Senior couple meeting financial adviser for investment

OBBBA heralds changes that will influence how Americans save for retirement and other long-term goals. Lower income rates. Higher contribution limits. Enhancements to SIMPLE IRAs and SIMPLE 401(k) plans. The steps you take today to prepare for retirement will shape your financial picture during your later years.


You have a variety of retirement savings vehicles to which you can contribute, depending on what your employer offers. These vehicles include traditional and Roth IRAs, Simplified Employee Pensions (SEPs), SIMPLE plans, as well as 401(k), 403(b), and 457 plans.


Contributing to most of these retirement vehicles may reduce your taxable income today while your money potentially grows tax-deferred over time. Time is key. The longer you contribute, the more likely you'll be prepared for the retirement you want. At a bare minimum, you should try to contribute enough pay to take advantage of the maximum match your employer may make to your 401(k) account.


SMART MOVE: Take full advantage of any employer 401(k) or other retirement savings plan, flexible spending account, health savings account, and health reimbursement arrangement available to you.


Retirement Savings Plan Contribution Limits


Alternative Investments in 401(k) Accounts
A 2025 Executive Order could change the way 401(k) plans look in the future. For the first time, 401(k) plan participants may be able to access investments such as private equity, real estate, infrastructure, and even digital assets, options that have been largely out of reach until now. Guidance is expected from the Department of Labor and the Securities Exchange Commission before plan sponsors can offer the investments. When they are available, be sure to consult with your trusted advisor to determine whether these investments will help you achieve your retirement goals before investing your plan assets.


Enhancements to SIMPLE PLANS
OBBBA increases the contribution limits for SIMPLE IRAs and SIMPLE 401(k) plans (see table), including higher elective deferrals and catch-up contributions, particularly for individuals aged 60–63. Employers may also make additional nonelective contributions beyond the standard 2% nonelective or 3% matching contributions.


Rollovers from 403(b) plans to SIMPLE IRAs are now permitted, consistent with prior legislative changes. These enhancements are designed to increase contributions and provide greater flexibility.

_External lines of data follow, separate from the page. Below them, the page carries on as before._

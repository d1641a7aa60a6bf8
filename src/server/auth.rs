// Request admission: client address allow-list plus shared-token check
use super::error::ApiError;
use super::ApiState;
use axum::extract::{ConnectInfo, Query, Request, State};
use axum::http::{HeaderMap, Uri};
use axum::middleware::Next;
use axum::response::Response;
use serde::Deserialize;
use std::net::{IpAddr, SocketAddr};

pub const AUTH_HEADER: &str = "x-auth-token";

/// CIDR block, e.g. `192.168.0.0/16`; a bare address means a single host
#[derive(Debug, Clone, Copy, PartialEq, Eq)]
pub struct Subnet {
    network: IpAddr,
    prefix: u8,
}

impl Subnet {
    pub fn parse(text: &str) -> Result<Self, String> {
        let text = text.trim();
        let (addr, prefix) = match text.split_once('/') {
            Some((addr, prefix)) => (addr, Some(prefix)),
            None => (text, None),
        };
        let network: IpAddr = addr
            .parse()
            .map_err(|_| format!("'{}' is not an IP address", addr))?;
        let max_prefix = match network {
            IpAddr::V4(_) => 32,
            IpAddr::V6(_) => 128,
        };
        let prefix = match prefix {
            Some(p) => p
                .parse::<u8>()
                .ok()
                .filter(|p| *p <= max_prefix)
                .ok_or_else(|| format!("'{}' has an invalid prefix length", text))?,
            None => max_prefix,
        };
        Ok(Self { network, prefix })
    }

    pub fn contains(&self, ip: IpAddr) -> bool {
        // IPv4-mapped IPv6 peers compare as IPv4
        match (self.network, ip.to_canonical()) {
            (IpAddr::V4(net), IpAddr::V4(ip)) => {
                let mask = u32::MAX.checked_shl(32 - self.prefix as u32).unwrap_or(0);
                u32::from(net) & mask == u32::from(ip) & mask
            }
            (IpAddr::V6(net), IpAddr::V6(ip)) => {
                let mask = u128::MAX.checked_shl(128 - self.prefix as u32).unwrap_or(0);
                u128::from(net) & mask == u128::from(ip) & mask
            }
            _ => false,
        }
    }
}

pub fn ip_allowed(ip: IpAddr, subnets: &[Subnet]) -> bool {
    subnets.iter().any(|s| s.contains(ip))
}

#[derive(Debug, Deserialize)]
struct TokenQuery {
    token: Option<String>,
}

/// Header token first, then `?token=` (browsers cannot set headers on WebSocket upgrades).
/// The query value is percent-decoded before comparison.
pub fn token_matches(headers: &HeaderMap, uri: &Uri, expected: &str) -> bool {
    if let Some(value) = headers.get(AUTH_HEADER) {
        return value.to_str().is_ok_and(|v| v == expected);
    }
    Query::<TokenQuery>::try_from_uri(uri)
        .ok()
        .and_then(|Query(query)| query.token)
        .is_some_and(|token| token == expected)
}

pub async fn require_auth(
    State(state): State<ApiState>,
    ConnectInfo(peer): ConnectInfo<SocketAddr>,
    request: Request,
    next: Next,
) -> Result<Response, ApiError> {
    let (expected, subnets) = {
        let config = state.config.read().await;
        (config.auth_token.clone(), config.subnets())
    };

    if !ip_allowed(peer.ip(), &subnets) {
        log::warn!("🚫 Rejected request from {} (not in allowed subnets)", peer.ip());
        return Err(ApiError::Forbidden);
    }
    if !token_matches(request.headers(), request.uri(), &expected) {
        log::warn!("🔒 Rejected request from {} (bad token)", peer.ip());
        return Err(ApiError::Unauthorized);
    }
    Ok(next.run(request).await)
}

#[cfg(test)]
mod tests {
    use super::*;
    use axum::http::HeaderValue;

    fn ip(s: &str) -> IpAddr {
        s.parse().unwrap()
    }

    #[test]
    fn test_subnet_contains() {
        let lan = Subnet::parse("192.168.0.0/16").unwrap();
        assert!(lan.contains(ip("192.168.1.20")));
        assert!(!lan.contains(ip("192.169.0.1")));

        let host = Subnet::parse("127.0.0.1").unwrap();
        assert!(host.contains(ip("127.0.0.1")));
        assert!(!host.contains(ip("127.0.0.2")));

        let any = Subnet::parse("0.0.0.0/0").unwrap();
        assert!(any.contains(ip("8.8.8.8")));
        assert!(!any.contains(ip("::1")));
    }

    #[test]
    fn test_ipv6_and_mapped_addresses() {
        let loopback = Subnet::parse("::1/128").unwrap();
        assert!(loopback.contains(ip("::1")));

        let lan = Subnet::parse("10.0.0.0/8").unwrap();
        assert!(lan.contains(ip("::ffff:10.1.2.3")));
    }

    #[test]
    fn test_subnet_parse_errors() {
        assert!(Subnet::parse("not-an-ip/8").is_err());
        assert!(Subnet::parse("10.0.0.0/33").is_err());
        assert!(Subnet::parse("10.0.0.0/x").is_err());
        assert!(Subnet::parse("fe80::/129").is_err());
    }

    #[test]
    fn test_token_from_header_or_query() {
        let bare = Uri::from_static("/status");
        let mut headers = HeaderMap::new();
        assert!(!token_matches(&headers, &bare, "secret"));
        assert!(token_matches(
            &headers,
            &Uri::from_static("/ws?a=1&token=secret"),
            "secret"
        ));
        assert!(!token_matches(
            &headers,
            &Uri::from_static("/ws?token=wrong"),
            "secret"
        ));

        headers.insert(AUTH_HEADER, HeaderValue::from_static("secret"));
        assert!(token_matches(&headers, &bare, "secret"));

        // A wrong header is not rescued by the query
        headers.insert(AUTH_HEADER, HeaderValue::from_static("nope"));
        assert!(!token_matches(
            &headers,
            &Uri::from_static("/ws?token=secret"),
            "secret"
        ));
    }

    #[test]
    fn test_query_token_is_percent_decoded() {
        let headers = HeaderMap::new();
        let uri = Uri::from_static("/status?token=a%20b%26c");
        assert!(token_matches(&headers, &uri, "a b&c"));
        assert!(!token_matches(&headers, &uri, "a%20b%26c"));

        let unicode = Uri::from_static("/ws?token=%C3%A9t%C3%A9%2B1");
        assert!(token_matches(&headers, &unicode, "été+1"));
    }
}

SMART MOVE: When changing jobs, roll over any retirement funds directly into an IRA to avoid tax and potential early withdrawal penalties and keep your retirement money savings working for you.


Roth IRAs
Roth IRAs offer several advantages you can't find in other retirement accounts. While contributions are after tax, qualified distributions are tax-free, and there are no required minimum distributions during your lifetime. Contributing to a Roth IRA makes sense if you don't need the tax deduction now or want tax-free distributions later. Tax-free income from a Roth IRA may permit you to leave other retirement accounts alone until you must take RMDs from them.


SMART MOVE: Talk with your trusted advisor about converting a large plan balance to a Roth IRA over multiple years. This helps you "fill up" lower tax brackets without spilling into higher effective rates triggered by phase-outs. The interplay of deductions, surtaxes, and multi-year income planning makes DIY conversion planning a risky endeavor.